YOUR INSTRUCTIONS :: Only one stretch of the data below is needed. Output the lines from the one with "extern crate proc_macro;" up to and including the one with "use derive_struct::derive_struct;", exactly as they stand.

GIVEN INFORMATION ::
= Beginning of Section =
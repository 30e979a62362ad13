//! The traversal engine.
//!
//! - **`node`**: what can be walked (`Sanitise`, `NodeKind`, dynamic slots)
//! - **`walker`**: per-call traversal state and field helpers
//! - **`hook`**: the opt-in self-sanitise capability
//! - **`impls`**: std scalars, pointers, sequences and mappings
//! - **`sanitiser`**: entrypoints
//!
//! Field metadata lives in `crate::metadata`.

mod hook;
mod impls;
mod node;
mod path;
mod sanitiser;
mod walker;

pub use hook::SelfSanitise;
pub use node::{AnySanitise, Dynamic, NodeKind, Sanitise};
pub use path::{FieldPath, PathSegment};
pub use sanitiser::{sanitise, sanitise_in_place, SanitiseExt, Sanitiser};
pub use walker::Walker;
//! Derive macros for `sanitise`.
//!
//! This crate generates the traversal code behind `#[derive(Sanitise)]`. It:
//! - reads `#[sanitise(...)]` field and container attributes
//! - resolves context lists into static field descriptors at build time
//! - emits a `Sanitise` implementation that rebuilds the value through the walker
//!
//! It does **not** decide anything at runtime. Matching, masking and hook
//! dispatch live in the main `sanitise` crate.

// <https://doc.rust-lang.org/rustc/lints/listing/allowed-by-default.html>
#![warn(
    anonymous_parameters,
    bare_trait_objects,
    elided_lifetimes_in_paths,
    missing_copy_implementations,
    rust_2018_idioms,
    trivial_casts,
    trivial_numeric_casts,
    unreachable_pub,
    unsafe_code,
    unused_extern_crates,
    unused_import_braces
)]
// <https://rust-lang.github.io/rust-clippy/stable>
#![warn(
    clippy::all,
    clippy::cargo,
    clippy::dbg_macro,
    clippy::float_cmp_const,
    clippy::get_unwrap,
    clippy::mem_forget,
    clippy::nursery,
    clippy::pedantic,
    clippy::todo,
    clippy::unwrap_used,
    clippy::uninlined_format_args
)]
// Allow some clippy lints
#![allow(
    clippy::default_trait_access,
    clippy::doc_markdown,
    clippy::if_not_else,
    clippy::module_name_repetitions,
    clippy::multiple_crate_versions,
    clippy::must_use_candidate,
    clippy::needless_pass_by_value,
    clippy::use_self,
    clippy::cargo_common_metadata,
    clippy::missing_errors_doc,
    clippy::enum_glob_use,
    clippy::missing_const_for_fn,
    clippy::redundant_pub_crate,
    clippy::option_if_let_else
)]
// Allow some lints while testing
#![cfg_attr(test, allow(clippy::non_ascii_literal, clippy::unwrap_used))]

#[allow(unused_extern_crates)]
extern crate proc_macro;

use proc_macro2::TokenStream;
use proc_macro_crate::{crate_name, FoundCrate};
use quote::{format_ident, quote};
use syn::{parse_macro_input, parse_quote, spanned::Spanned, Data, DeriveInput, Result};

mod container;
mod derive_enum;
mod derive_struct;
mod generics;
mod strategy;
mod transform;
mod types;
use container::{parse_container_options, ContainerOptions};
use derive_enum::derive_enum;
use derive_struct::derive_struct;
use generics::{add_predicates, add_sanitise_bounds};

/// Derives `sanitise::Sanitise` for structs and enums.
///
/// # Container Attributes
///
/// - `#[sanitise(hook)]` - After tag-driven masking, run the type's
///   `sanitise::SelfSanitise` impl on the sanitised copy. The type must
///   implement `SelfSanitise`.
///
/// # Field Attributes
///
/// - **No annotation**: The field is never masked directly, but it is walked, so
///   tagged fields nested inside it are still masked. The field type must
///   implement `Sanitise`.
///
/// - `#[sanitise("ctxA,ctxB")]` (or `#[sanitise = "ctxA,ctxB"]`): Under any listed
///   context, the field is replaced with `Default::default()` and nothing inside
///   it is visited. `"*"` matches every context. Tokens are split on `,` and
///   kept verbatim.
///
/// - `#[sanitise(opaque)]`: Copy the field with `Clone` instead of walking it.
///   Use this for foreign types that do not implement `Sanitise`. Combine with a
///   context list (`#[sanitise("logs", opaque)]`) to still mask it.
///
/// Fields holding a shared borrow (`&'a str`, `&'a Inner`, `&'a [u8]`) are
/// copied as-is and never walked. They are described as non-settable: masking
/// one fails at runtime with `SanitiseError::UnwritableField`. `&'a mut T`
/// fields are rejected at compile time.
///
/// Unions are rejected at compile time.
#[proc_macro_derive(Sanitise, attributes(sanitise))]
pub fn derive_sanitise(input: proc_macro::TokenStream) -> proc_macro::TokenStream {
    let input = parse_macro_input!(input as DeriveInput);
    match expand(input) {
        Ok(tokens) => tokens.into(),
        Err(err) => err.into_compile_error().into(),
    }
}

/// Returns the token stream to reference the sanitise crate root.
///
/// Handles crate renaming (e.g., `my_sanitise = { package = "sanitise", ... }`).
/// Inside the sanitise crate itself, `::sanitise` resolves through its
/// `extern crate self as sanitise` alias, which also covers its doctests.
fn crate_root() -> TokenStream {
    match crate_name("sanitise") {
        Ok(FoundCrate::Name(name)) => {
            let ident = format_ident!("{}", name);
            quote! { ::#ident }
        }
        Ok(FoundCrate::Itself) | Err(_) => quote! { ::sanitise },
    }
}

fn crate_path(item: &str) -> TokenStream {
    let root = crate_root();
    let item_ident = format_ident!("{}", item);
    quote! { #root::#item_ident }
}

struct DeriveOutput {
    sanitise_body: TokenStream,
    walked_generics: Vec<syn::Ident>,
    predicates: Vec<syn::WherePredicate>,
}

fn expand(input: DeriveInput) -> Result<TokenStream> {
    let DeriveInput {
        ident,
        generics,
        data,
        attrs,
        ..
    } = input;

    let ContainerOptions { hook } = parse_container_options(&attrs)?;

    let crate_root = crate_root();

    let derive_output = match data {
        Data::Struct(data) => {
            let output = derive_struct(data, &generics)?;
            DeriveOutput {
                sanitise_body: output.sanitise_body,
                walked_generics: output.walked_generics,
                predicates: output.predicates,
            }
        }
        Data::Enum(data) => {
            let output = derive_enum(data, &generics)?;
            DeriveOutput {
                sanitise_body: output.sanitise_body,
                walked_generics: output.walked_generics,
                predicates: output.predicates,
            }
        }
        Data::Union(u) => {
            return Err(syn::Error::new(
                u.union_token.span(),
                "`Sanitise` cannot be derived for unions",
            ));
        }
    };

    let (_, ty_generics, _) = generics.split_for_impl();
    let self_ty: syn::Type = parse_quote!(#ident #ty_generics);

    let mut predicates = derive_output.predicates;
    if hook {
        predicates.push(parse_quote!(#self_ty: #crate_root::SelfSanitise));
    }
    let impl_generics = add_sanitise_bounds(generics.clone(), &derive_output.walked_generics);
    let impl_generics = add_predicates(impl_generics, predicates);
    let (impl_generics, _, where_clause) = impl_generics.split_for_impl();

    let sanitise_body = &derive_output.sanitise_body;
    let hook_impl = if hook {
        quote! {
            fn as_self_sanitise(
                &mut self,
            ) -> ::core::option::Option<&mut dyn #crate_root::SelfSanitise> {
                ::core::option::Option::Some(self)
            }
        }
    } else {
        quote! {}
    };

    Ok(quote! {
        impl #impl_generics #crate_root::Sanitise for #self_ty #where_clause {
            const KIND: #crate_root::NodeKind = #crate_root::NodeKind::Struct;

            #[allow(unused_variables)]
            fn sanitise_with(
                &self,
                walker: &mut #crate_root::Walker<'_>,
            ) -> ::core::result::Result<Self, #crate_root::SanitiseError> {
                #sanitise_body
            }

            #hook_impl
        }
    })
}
= End of Section =
OUTPUT OF THE TASK ::
extern crate proc_macro;

use proc_macro2::TokenStream;
use proc_macro_crate::{crate_name, FoundCrate};
use quote::{format_ident, quote};
use syn::{parse_macro_input, parse_quote, spanned::Spanned, Data, DeriveInput, Result};

mod container;
mod derive_enum;
mod derive_struct;
mod generics;
mod strategy;
mod transform;
mod types;
use container::{parse_container_options, ContainerOptions};
use derive_enum::derive_enum;
use derive_struct::derive_struct;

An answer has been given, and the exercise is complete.